How much does location impact ones’ intergenerational mobility (within US)? ie How does coast locations vs inner US? Big city vs “small city”? ie closest big city neighbor Seattle, another big city from same coast San Diego, another big city not from coast ie Dallas, another big city from East coast Orlando
How much does college affects mobility? What about parental income? how much does it help?
Data came from The Equality of Opportunity Project: http://www.equality-of-opportunity.org/data/ Goal of the group: Our mission is to identify barriers to economic opportunity and develop scalable solutions that will empower people throughout the United States to rise out of poverty and achieve better life outcomes.

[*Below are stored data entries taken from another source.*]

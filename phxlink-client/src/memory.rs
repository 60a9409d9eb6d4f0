//! In-process transport
//!
//! A [`MemoryConnector`] hands out connections whose other end is a
//! [`MemoryPeer`] accepted from the paired [`MemoryServer`]. Frames travel
//! over unbounded channels, so the whole exchange stays inside one tokio
//! runtime and works with a paused clock.
//!
//! ```rust
//! use phxlink_client::memory::memory_transport;
//! use phxlink_client::PhxClient;
//! use phxlink_core::{Envelope, ReplyStatus};
//! use serde_json::json;
//!
//! # async fn example() -> phxlink_core::Result<()> {
//! let (connector, mut server) = memory_transport();
//! let client = PhxClient::builder("memory://test").connector(connector).build()?;
//!
//! let server_side = tokio::spawn(async move {
//!     let mut peer = server.accept().await.unwrap();
//!     let join = peer.recv_envelope().await.unwrap();
//!     peer.reply(&join, ReplyStatus::Ok, json!({})).unwrap();
//!     peer
//! });
//!
//! client.connect().await?;
//! # let _peer = server_side.await.unwrap();
//! # Ok(())
//! # }
//! ```

use crate::transport::{Connection, Connector, FrameSink, FrameSource};
use async_trait::async_trait;
use phxlink_core::{codec, Envelope, Error, ReplyStatus, Result};
use std::sync::atomic::{AtomicBool, Ordering};
use std::sync::Arc;
use tokio::sync::mpsc;

/// Create a connector and the server that accepts its connections
pub fn memory_transport() -> (MemoryConnector, MemoryServer) {
    let (accept_tx, accept_rx) = mpsc::unbounded_channel();
    (
        MemoryConnector {
            accept_tx,
            refuse: Arc::new(AtomicBool::new(false)),
        },
        MemoryServer { accept_rx },
    )
}

/// Client side of the in-process transport
#[derive(Clone)]
pub struct MemoryConnector {
    accept_tx: mpsc::UnboundedSender<MemoryPeer>,
    refuse: Arc<AtomicBool>,
}

impl MemoryConnector {
    /// Make subsequent connects fail with `Error::Connect`
    pub fn refuse_connections(&self, refuse: bool) {
        self.refuse.store(refuse, Ordering::SeqCst);
    }
}

#[async_trait]
impl Connector for MemoryConnector {
    async fn connect(&self, url: &str) -> Result<Connection> {
        if self.refuse.load(Ordering::SeqCst) {
            return Err(Error::Connect(format!("connection to {url} refused")));
        }

        let (to_server, from_client) = mpsc::unbounded_channel();
        let (to_client, from_server) = mpsc::unbounded_channel();

        let peer = MemoryPeer {
            incoming: from_client,
            outgoing: Some(to_client),
        };
        self.accept_tx
            .send(peer)
            .map_err(|_| Error::Connect(format!("no server listening for {url}")))?;

        Ok((
            Box::new(MemorySink {
                tx: Some(to_server),
            }),
            Box::new(MemorySource { rx: from_server }),
        ))
    }
}

/// Accepts connections made through the paired [`MemoryConnector`]
pub struct MemoryServer {
    accept_rx: mpsc::UnboundedReceiver<MemoryPeer>,
}

impl MemoryServer {
    /// Wait for the next connection
    ///
    /// Returns `None` once every connector has been dropped.
    pub async fn accept(&mut self) -> Option<MemoryPeer> {
        self.accept_rx.recv().await
    }
}

/// Server end of one in-process connection
pub struct MemoryPeer {
    incoming: mpsc::UnboundedReceiver<String>,
    outgoing: Option<mpsc::UnboundedSender<Vec<u8>>>,
}

impl MemoryPeer {
    /// Next text frame sent by the client, `None` once it closed
    pub async fn recv(&mut self) -> Option<String> {
        self.incoming.recv().await
    }

    /// Next frame sent by the client, decoded
    ///
    /// Frames that do not decode are skipped.
    pub async fn recv_envelope(&mut self) -> Option<Envelope> {
        loop {
            let text = self.recv().await?;
            if let Ok(envelope) = codec::decode(&text) {
                return Some(envelope);
            }
        }
    }

    /// Send an envelope to the client
    pub fn send(&self, envelope: &Envelope) -> Result<()> {
        self.send_raw(codec::encode(envelope)?)
    }

    /// Send an arbitrary frame, valid or not
    pub fn send_raw(&self, frame: impl Into<Vec<u8>>) -> Result<()> {
        let tx = self.outgoing.as_ref().ok_or(Error::ConnectionLost)?;
        tx.send(frame.into()).map_err(|_| Error::ConnectionLost)
    }

    /// Answer `request` with a `phx_reply` carrying its ref
    pub fn reply(&self, request: &Envelope, status: ReplyStatus, response: serde_json::Value) -> Result<()> {
        let reference = request
            .reference
            .clone()
            .ok_or_else(|| Error::UnexpectedReply("request has no ref".to_string()))?;
        self.send(&Envelope::reply(request.topic.clone(), reference, status, response))
    }

    /// Close the connection from the server side
    pub fn close(&mut self) {
        self.outgoing = None;
    }
}

struct MemorySink {
    tx: Option<mpsc::UnboundedSender<String>>,
}

#[async_trait]
impl FrameSink for MemorySink {
    async fn send(&mut self, text: String) -> Result<()> {
        let tx = self.tx.as_ref().ok_or(Error::NotConnected)?;
        tx.send(text)
            .map_err(|_| Error::Transport("peer closed the connection".to_string()))
    }

    async fn close(&mut self) -> Result<()> {
        self.tx = None;
        Ok(())
    }
}

struct MemorySource {
    rx: mpsc::UnboundedReceiver<Vec<u8>>,
}

#[async_trait]
impl FrameSource for MemorySource {
    async fn receive(&mut self) -> Option<Result<Vec<u8>>> {
        self.rx.recv().await.map(Ok)
    }
}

Where is the Land of Opportunity? The Geography of Intergenerational Mobility in the United States Chetty, Hendren, Kline and Saez (2014) Descriptive Statistics by County and Commuting Zone
This data presents estimates of intergenerational mobility by CZ.

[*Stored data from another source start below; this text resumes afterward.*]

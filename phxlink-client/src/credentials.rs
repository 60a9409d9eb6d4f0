//! Credentials sent with the join handshake

use serde_json::{Map, Value};

/// Supplies the authentication part of the join payload
///
/// The token is read on every connect, so an implementation can rotate it
/// between reconnects.
pub trait Credentials: Send + Sync {
    /// Token to send as `auth_token`, if any
    fn auth_token(&self) -> Option<String>;

    /// Fields contributed to the join payload
    fn join_fields(&self) -> Map<String, Value> {
        let mut fields = Map::new();
        if let Some(token) = self.auth_token() {
            fields.insert("auth_token".to_string(), Value::String(token));
        }
        fields
    }
}

/// A fixed bearer token
#[derive(Clone)]
pub struct StaticToken(String);

impl StaticToken {
    pub fn new(token: impl Into<String>) -> Self {
        Self(token.into())
    }
}

impl std::fmt::Debug for StaticToken {
    fn fmt(&self, f: &mut std::fmt::Formatter<'_>) -> std::fmt::Result {
        f.write_str("StaticToken(***)")
    }
}

impl Credentials for StaticToken {
    fn auth_token(&self) -> Option<String> {
        Some(self.0.clone())
    }
}

/// Join without authentication
#[derive(Debug, Default, Clone, Copy)]
pub struct NoCredentials;

impl Credentials for NoCredentials {
    fn auth_token(&self) -> Option<String> {
        None
    }
}

#[cfg(test)]
mod tests {
    use super::*;

    #[test]
    fn test_static_token_fields() {
        let fields = StaticToken::new("s3cret").join_fields();
        assert_eq!(fields.get("auth_token"), Some(&Value::String("s3cret".into())));
    }

    #[test]
    fn test_no_credentials_fields() {
        assert!(NoCredentials.join_fields().is_empty());
    }

    #[test]
    fn test_debug_hides_token() {
        let rendered = format!("{:?}", StaticToken::new("s3cret"));
        assert!(!rendered.contains("s3cret"));
    }
}
impl HubClient {
    pub fn new(client: PhxClient) -> Self {
        Self { client, timeout: None }
    }

    /// Override the client's request timeout for hub operations
    pub fn with_timeout(mut self, timeout: Duration) -> Self {
        self.timeout = Some(timeout);
        self
    }

    pub fn client(&self) -> &PhxClient {
        &self.client
    }

    pub async fn create_user(&self, user: &NewUser) -> Result<User> {
        let data = serde_json::to_value(user)?;
        let value = self.database("create", "user", None, Some(("data", data))).await?;
        decode(value)
    }

    pub async fn get_user(&self, id: &str) -> Result<User> {
        let value = self.database("read", "user", Some(id), None).await?;
        decode(value)
    }

    /// Apply `changes` to a user and return the updated record
    pub async fn update_user<P: Serialize + ?Sized>(&self, id: &str, changes: &P) -> Result<User> {
        let data = serde_json::to_value(changes)?;
        let value = self.database("update", "user", Some(id), Some(("data", data))).await?;
        decode(value)
    }

    pub async fn delete_user(&self, id: &str) -> Result<()> {
        self.database("delete", "user", Some(id), None).await?;
        Ok(())
    }

    pub async fn list_users(&self) -> Result<Vec<User>> {
        let value = self.database("list", "user", None, None).await?;
        decode(list_field(value, "users"))
    }

    /// Users matching every field of `conditions`
    pub async fn find_users<P: Serialize + ?Sized>(&self, conditions: &P) -> Result<Vec<User>> {
        let conditions = serde_json::to_value(conditions)?;
        let value = self
            .database("find", "user", None, Some(("conditions", conditions)))
            .await?;
        decode(list_field(value, "users"))
    }

    /// Change a user's password through the user handler
    pub async fn change_password(&self, username: &str, new_password: &str) -> Result<()> {
        self.handler_expecting(
            "user",
            json!({"action": "change_password", "username": username, "password": new_password}),
            "user.change_password.success",
        )
        .await?;
        Ok(())
    }

    pub async fn create_profile(&self, profile: &NewProfile) -> Result<Profile> {
        let data = serde_json::to_value(profile)?;
        let value = self.database("create", "profile", None, Some(("data", data))).await?;
        decode(value)
    }

    pub async fn update_profile<P: Serialize + ?Sized>(&self, id: &str, changes: &P) -> Result<()> {
        let data = serde_json::to_value(changes)?;
        self.database("update", "profile", Some(id), Some(("data", data))).await?;
        Ok(())
    }

    /// Rows of users joined with their profiles on `user.id = profile.user_id`
    ///
    /// `conditions` filters the joined rows; an empty object or null sends
    /// no filter.
    pub async fn join_users_profiles<P: Serialize + ?Sized>(
        &self,
        join_type: JoinType,
        conditions: &P,
    ) -> Result<Vec<Value>> {
        let conditions = serde_json::to_value(conditions)?;
        self.ensure_ready()?;
        let reference = self.client.next_ref();

        let mut op = operation_header("join", &reference);
        op.insert("join_type".to_string(), Value::String(join_type.as_str().to_string()));
        op.insert("schemas".to_string(), json!(["user", "profile"]));
        op.insert("on".to_string(), json!({"user.id": "profile.user_id"}));
        if !is_empty_document(&conditions) {
            op.insert("conditions".to_string(), conditions);
        }

        let value = self.send_database(reference, op).await?;
        decode(list_field(value, "rows"))
    }

    pub async fn inner_join_users_profiles<P: Serialize + ?Sized>(&self, conditions: &P) -> Result<Vec<Value>> {
        self.join_users_profiles(JoinType::Inner, conditions).await
    }

    pub async fn left_join_users_profiles<P: Serialize + ?Sized>(&self, conditions: &P) -> Result<Vec<Value>> {
        self.join_users_profiles(JoinType::Left, conditions).await
    }

    pub async fn right_join_users_profiles<P: Serialize + ?Sized>(&self, conditions: &P) -> Result<Vec<Value>> {
        self.join_users_profiles(JoinType::Right, conditions).await
    }

    #[tracing::instrument(skip(self, password))]
    pub async fn login(&self, username: &str, password: &str, remember_me: bool) -> Result<AuthSession> {
        let value = self
            .handler_expecting(
                "auth",
                json!({
                    "action": "login",
                    "username": username,
                    "password": password,
                    "remember_me": remember_me,
                }),
                "auth.login.success",
            )
            .await?;
        decode(value)
    }

    pub async fn logout(&self, session: &AuthSession) -> Result<()> {
        self.handler_expecting(
            "auth",
            json!({
                "action": "logout",
                "access_token": session.access_token,
                "refresh_token": session.refresh_token,
                "user_agent": USER_AGENT,
            }),
            "auth.logout.success",
        )
        .await?;
        Ok(())
    }

    /// Trade a refresh token for a new token pair
    pub async fn refresh_tokens(&self, refresh_token: &str) -> Result<AuthTokens> {
        let value = self
            .handler_expecting(
                "auth",
                json!({"action": "refresh", "refresh_token": refresh_token}),
                "auth.refresh.success",
            )
            .await?;
        decode(value)
    }

    pub async fn request_password_reset(&self, email: &str) -> Result<PasswordReset> {
        let value = self
            .handler_expecting(
                "auth",
                json!({"action": "request_password_reset", "email": email}),
                "auth.password_reset.requested",
            )
            .await?;
        decode(value)
    }

    pub async fn reset_password(&self, token: &str, new_password: &str) -> Result<()> {
        self.handler_expecting(
            "auth",
            json!({"action": "reset_password", "token": token, "password": new_password}),
            "auth.password_reset.success",
        )
        .await?;
        Ok(())
    }

    pub async fn create_channel(&self, name: &str, metadata: Value) -> Result<Channel> {
        let value = self
            .handler("channel", json!({"action": "create", "name": name, "metadata": metadata}))
            .await?;
        decode(value)
    }

    pub async fn subscribe_channel(&self, name: &str) -> Result<Channel> {
        let value = self
            .handler("channel", json!({"action": "subscribe", "name": name}))
            .await?;
        decode(with_default_name(value, name))
    }

    pub async fn get_channel(&self, channel_id: &str) -> Result<Channel> {
        let value = self
            .handler("channel", json!({"action": "get", "channel_id": channel_id}))
            .await?;
        decode(value)
    }

    pub async fn list_channels(&self) -> Result<Vec<Channel>> {
        let value = self.handler("channel", json!({"action": "list"})).await?;
        decode(list_field(value, "channels"))
    }

    /// Publish `content` on a channel
    pub async fn publish(&self, channel: &str, content: &str, metadata: Value) -> Result<MessageReceipt> {
        let value = self
            .handler(
                "channel",
                json!({
                    "action": "publish",
                    "channel_name": channel,
                    "content": content,
                    "metadata": metadata,
                }),
            )
            .await?;
        decode(value)
    }

    pub async fn send_direct_message(&self, recipient_id: &str, content: &str) -> Result<MessageReceipt> {
        let value = self
            .handler(
                "message",
                json!({
                    "action": "send",
                    "recipient_id": recipient_id,
                    "content": content,
                    "metadata": {"sent_at": now_millis()},
                }),
            )
            .await?;
        decode(value)
    }

    /// Conversation with `user_id`, newest page first as ordered by the server
    pub async fn message_history(&self, user_id: &str, limit: u32, offset: u32) -> Result<Vec<DirectMessage>> {
        let value = self
            .handler(
                "message",
                json!({"action": "history", "user_id": user_id, "limit": limit, "offset": offset}),
            )
            .await?;
        decode(list_field(value, "messages"))
    }

    pub async fn mark_read(&self, message_id: &str) -> Result<MessageReceipt> {
        let value = self
            .handler("message", json!({"action": "mark_read", "message_id": message_id}))
            .await?;
        decode(value)
    }

    async fn database(
        &self,
        operation: &str,
        schema: &str,
        id: Option<&str>,
        document: Option<(&str, Value)>,
    ) -> Result<Value> {
        self.ensure_ready()?;
        let reference = self.client.next_ref();

        let mut op = operation_header(operation, &reference);
        op.insert("schema".to_string(), Value::String(schema.to_string()));
        if let Some(id) = id {
            op.insert("id".to_string(), Value::String(id.to_string()));
        }
        if let Some((field, document)) = document {
            op.insert(field.to_string(), document);
        }

        self.send_database(reference, op).await
    }

    async fn send_database(&self, reference: Ref, op: Map<String, Value>) -> Result<Value> {
        let mut op = Value::Object(op);
        codec::stringify_fields(&mut op, &["data", "conditions", "on"])?;
        let payload = codec::stringify(&json!({ "database_operation": op }))?;
        self.call(reference, payload, None).await
    }

    async fn handler(&self, kind: &str, payload: Value) -> Result<Value> {
        self.ensure_ready()?;
        let reference = self.client.next_ref();
        self.call(reference, json!({"type": kind, "payload": payload}), None)
            .await
    }

    /// Like `handler`, but any reply `type` other than `success` is a failure
    async fn handler_expecting(&self, kind: &str, payload: Value, success: &str) -> Result<Value> {
        self.ensure_ready()?;
        let reference = self.client.next_ref();
        self.call(reference, json!({"type": kind, "payload": payload}), Some(success))
            .await
    }

    async fn call(&self, reference: Ref, payload: Value, success: Option<&str>) -> Result<Value> {
        let envelope = Envelope::new(self.client.config().topic.clone(), Event::Message, payload)
            .with_ref(reference);
        let reply = self.client.send_request(envelope, self.timeout).await?;
        interpret(reply, success)
    }

    fn ensure_ready(&self) -> Result<()> {
        if self.client.is_ready() {
            Ok(())
        } else {
            Err(Error::NotConnected)
        }
    }
}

Data from 2011-2012 Parents + college cohort of 1980-1985
Relative mobility (RM) is the slope from OLS regression of child rank on parent rank within each CZ. Relative mobility can be multiplied by the difference in parent ranks (on a 0-100 scale) to obtain the expected difference in child’s rank (on a 0-100 scale). AKA their mobility relative to their starting quintile/economic background
Absolute upward mobility (AM) is the expected rank of children whose
parents are at the 25th percentile (aka Q1) of the national income
distribution. Absolute upward mobility (AM) is the expected rank of
children whose parents are at the 25th percentile of the national income
distribution.
AKA raw income mobility compared to what they started with
Expected ranks at other percentiles P between 0 and 100 can be computed as AM+(P-25)*RM.

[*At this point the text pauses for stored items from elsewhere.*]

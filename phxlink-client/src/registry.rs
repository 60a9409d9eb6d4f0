//! Correlation of outstanding requests with their replies
//!
//! # Request Lifecycle
//!
//! 1. **Register**: a ref is reserved and a oneshot slot created
//! 2. **Send**: the envelope goes out carrying that ref
//! 3. **Wait**: the caller awaits the receiving half of the slot
//! 4. **Fulfil**: the reader finds the ref on an inbound envelope, removes
//!    the entry and completes the slot
//!
//! An entry leaves the registry exactly once: on fulfil, on timeout
//! ([`remove`](CorrelationRegistry::remove)), or when the connection is torn
//! down ([`cancel_all`](CorrelationRegistry::cancel_all)). Whichever happens
//! first wins; the others find nothing to do.
//!
//! The registry itself is a plain map. It lives inside the session lock
//! together with the connection state, which is what makes registration and
//! `cancel_all` mutually exclusive.

use phxlink_core::{Envelope, Error, Ref, Result};
use std::collections::HashMap;
use std::time::Duration;
use tokio::sync::oneshot;
use tokio::time::Instant;

/// What an outstanding ref is waiting for
#[derive(Debug, Clone, Copy, PartialEq, Eq)]
pub enum PendingKind {
    /// The join handshake
    Join,
    /// A caller-issued request
    Request,
    /// A keep-alive
    Heartbeat,
}

impl PendingKind {
    pub fn as_str(&self) -> &'static str {
        match self {
            PendingKind::Join => "join",
            PendingKind::Request => "request",
            PendingKind::Heartbeat => "heartbeat",
        }
    }
}

struct PendingRequest {
    kind: PendingKind,
    created_at: Instant,
    slot: oneshot::Sender<Result<Envelope>>,
}

/// Receiving side of a registered request
#[derive(Debug)]
pub struct PendingHandle {
    pub(crate) reference: Ref,
    pub(crate) kind: PendingKind,
    pub(crate) rx: oneshot::Receiver<Result<Envelope>>,
}

impl PendingHandle {
    pub fn reference(&self) -> &Ref {
        &self.reference
    }

    pub fn kind(&self) -> PendingKind {
        self.kind
    }
}

/// Outcome of a successful [`CorrelationRegistry::fulfill`]
#[derive(Debug, Clone, Copy, PartialEq, Eq)]
pub struct Fulfilled {
    pub kind: PendingKind,
    pub latency: Duration,
}

/// Map of outstanding refs to their result slots
#[derive(Default)]
pub struct CorrelationRegistry {
    pending: HashMap<Ref, PendingRequest>,
}

impl CorrelationRegistry {
    pub fn new() -> Self {
        Self::default()
    }

    /// Reserve `reference` and create its result slot
    ///
    /// # Errors
    ///
    /// Returns `Error::DuplicateRef` if the ref is already outstanding. The
    /// existing entry is left untouched.
    pub fn register(&mut self, reference: Ref, kind: PendingKind) -> Result<PendingHandle> {
        if self.pending.contains_key(&reference) {
            return Err(Error::DuplicateRef(reference.to_string()));
        }

        let (slot, rx) = oneshot::channel();
        self.pending.insert(
            reference.clone(),
            PendingRequest {
                kind,
                created_at: Instant::now(),
                slot,
            },
        );

        Ok(PendingHandle {
            reference,
            kind,
            rx,
        })
    }

    /// Complete the slot for `reference` and drop the entry
    ///
    /// Unknown refs are ignored and yield `None`. A waiter that has already
    /// gone away does not make this fail.
    pub fn fulfill(&mut self, reference: &str, result: Result<Envelope>) -> Option<Fulfilled> {
        let pending = self.pending.remove(reference)?;
        let _ = pending.slot.send(result);
        Some(Fulfilled {
            kind: pending.kind,
            latency: pending.created_at.elapsed(),
        })
    }

    /// Drop the entry for `reference` without completing it
    pub fn remove(&mut self, reference: &str) -> bool {
        self.pending.remove(reference).is_some()
    }

    /// Fail every outstanding entry with `error`
    pub fn cancel_all(&mut self, error: Error) -> usize {
        let count = self.pending.len();
        for (_, pending) in self.pending.drain() {
            let _ = pending.slot.send(Err(error.clone()));
        }
        count
    }

    pub fn contains(&self, reference: &str) -> bool {
        self.pending.contains_key(reference)
    }

    pub fn len(&self) -> usize {
        self.pending.len()
    }

    pub fn is_empty(&self) -> bool {
        self.pending.is_empty()
    }

    /// Outstanding refs with their kind, oldest first
    pub fn outstanding(&self) -> Vec<(Ref, PendingKind)> {
        let mut entries: Vec<_> = self
            .pending
            .iter()
            .map(|(reference, pending)| (pending.created_at, reference.clone(), pending.kind))
            .collect();
        entries.sort_by(|a, b| a.0.cmp(&b.0).then_with(|| a.1.cmp(&b.1)));
        entries
            .into_iter()
            .map(|(_, reference, kind)| (reference, kind))
            .collect()
    }
}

There are 10 HUGE tables in this dataset so it took a bit to clean. I opted to use the excel spreadsheet source as it has the more usable data for me. But because of this I had to manually clean up the column names to be relational data friendly since it was written to be human read. I also did a bit of tweaking to the data so I can try to combine the state and cz_name aka city so I can try to join with to map the data.
I then filtered by state or cz_name aka city as applicable to the plots.
library(tidyverse)
library(dplyr)
library(janitor) # not a part of the tidyverse, so need to be installed separately
library(haven)
library(readxl)
library(usmap)
library(ggrepel)
library(patchwork)
library(scales)
# Load original data
# https://1drv.ms/x/c/9985fb69ac3e352c/IQAnHPTxxZFJR43FdGJPLU2xAfhuxw-lv5ZaNPiQRGUmNRs?e=IUOSOY
#dataTable_raw <- read_excel("LoP/online_data_tables.xls", sheet="Online Data Table 5", skip=49) %>% clean_names() %>% arrange(am_college_attendance)
data_organized <- read_csv("LoP/IntergenerationalMobilityEstimatesNEW.csv") %>% clean_names() %>% arrange(state)
cleaned_Data <- data_organized %>% drop_na()
cleaned_Data
## # A tibble: 517 × 35
## cz cz_name state childrenin1980_82cohorts am80_82cohort rm80_82cohort
## <dbl> <chr> <chr> <dbl> <dbl> <dbl>
## 1 34102 Anchorage AK 15326 45.5 0.268
## 2 34115 Fairbanks AK 4243 45.6 0.26
## 3 6000 Huntsville AL 18969 38.5 0.363
## 4 6100 Gadsden AL 11274 41.2 0.368
## 5 6200 Florence AL 8496 41.5 0.361
## 6 9500 Talladega AL 5584 37.9 0.422
## 7 9800 Auburn AL 4611 35.8 0.39
## 8 10302 Dothan AL 8993 39 0.407
## 9 10600 Jasper AL 6330 41.9 0.379
## 10 10700 Birmingham AL 38677 37.6 0.392
## # ℹ 507 more rows
## # ℹ 29 more variables: p_childin_q5_parentin_q1_80_85cohort <dbl>,
## # am_college_attendance <dbl>, rm_college_attendance <dbl>,
## # am_teenagebirth <dbl>, rm_teenagebirth <dbl>, am_females <dbl>,
## # rm_females <dbl>, am_males <dbl>, rm_males <dbl>,
## # am_males_individual_income <dbl>, rm_males_individual_income <dbl>,
## # am_costof_living_adjusted <dbl>, rm_costof_living_adjusted <dbl>, …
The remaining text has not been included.